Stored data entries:
#[test]
fn test_potential_lead_takes_precedence_over_qualified() {
    let h = harness();
    let profile = advanced_student()
        .modules(["onboarding", "standups", "code-review"])
        .weak_areas(["grammar", "idioms", "pronunciation"]);
    let patterns = h
        .engine
        .analyze_error_patterns(&profile.user_id, &chronic_management_events());

    let score = h.engine.calculate_lead_score(&profile, &patterns).unwrap();
    assert!(score.score >= 80.0);
    assert_eq!(score.lead_status, LeadStatus::PotentialLead);
}

#[test]
fn test_ranking_top_three_without_duplicates() {
    let h = harness();
    let profile = UserProfile::new(
        "user-multi",
        ProficiencyLevel::B2,
        AccountRole::Student,
        now() - Duration::days(200),
    )
    .sessions(30)
    .last_active(now());

    // Ten sessions; domains appear in 9, 8, 6 and 5 of them
    let mut events = Vec::new();
    for s in 1..=10 {
        if s <= 9 {
            events.push(event("Negotiation slip", "negotiation", s));
        }
        if s <= 8 {
            events.push(event("Leadership vocabulary", "management", s));
        }
        if s <= 6 {
            events.push(event("Report phrasing", "business", s));
        }
        if s <= 5 {
            events.push(event("Docs wording", "technical", s));
        }
    }

    let patterns = h.engine.analyze_error_patterns(&profile.user_id, &events);
    let score = h.engine.calculate_lead_score(&profile, &patterns).unwrap();

    let types: Vec<_> = score.recommended_offers.iter().map(|r| r.offer_type).collect();
    assert_eq!(
        types,
        vec![
            OfferType::NegotiationSkills,
            OfferType::ExecutiveModule,
            OfferType::AdvancedBusiness,
        ]
    );
    assert!(score
        .recommended_offers
        .windows(2)
        .all(|w| w[0].priority > w[1].priority));
}

#[test]
fn test_scoring_is_idempotent_under_fixed_clock() {
    let h = harness();
    let profile = advanced_student();
    let patterns = h
        .engine
        .analyze_error_patterns(&profile.user_id, &chronic_management_events());

    let first = h.engine.calculate_lead_score(&profile, &patterns).unwrap();
    let second = h.engine.calculate_lead_score(&profile, &patterns).unwrap();

    assert_eq!(first, second);
    assert_eq!(h.stores.lead_scores.list().unwrap().len(), 1);
}

#[test]
fn test_analyze_lead_needs_history() {
    let h = harness();
    let profile = advanced_student();

    for e in chronic_management_events().into_iter().take(3) {
        h.engine.track_error(&profile.user_id, e).unwrap();
    }

    let analysis = h.engine.analyze_lead(&profile).unwrap();
    assert_eq!(
        analysis,
        LeadAnalysis::InsufficientData {
            required: 5,
            current: 3
        }
    );
}

#[test]
fn test_analyze_lead_builds_offer_for_potential_lead() {
    let h = harness();
    let profile = advanced_student();

    let mut count = 0;
    for e in chronic_management_events() {
        count = h.engine.track_error(&profile.user_id, e).unwrap();
    }
    assert_eq!(count, 12);

    let LeadAnalysis::Scored { lead_score, offer } = h.engine.analyze_lead(&profile).unwrap()
    else {
        panic!("expected a scored analysis");
    };
    assert_eq!(lead_score.lead_status, LeadStatus::PotentialLead);

    let offer = offer.unwrap();
    assert_eq!(offer.offer_type, OfferType::ExecutiveModule);
    assert_eq!(offer.discount_tier, DiscountTier::LimitedTime);
    assert_eq!(
        h.engine.active_offer_for(&profile.user_id).unwrap(),
        Some(offer)
    );
}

__Problem requirements__
Each line that contains the string "second" counts once; report how many such lines the entries have, giving only the number.

__Solution__
2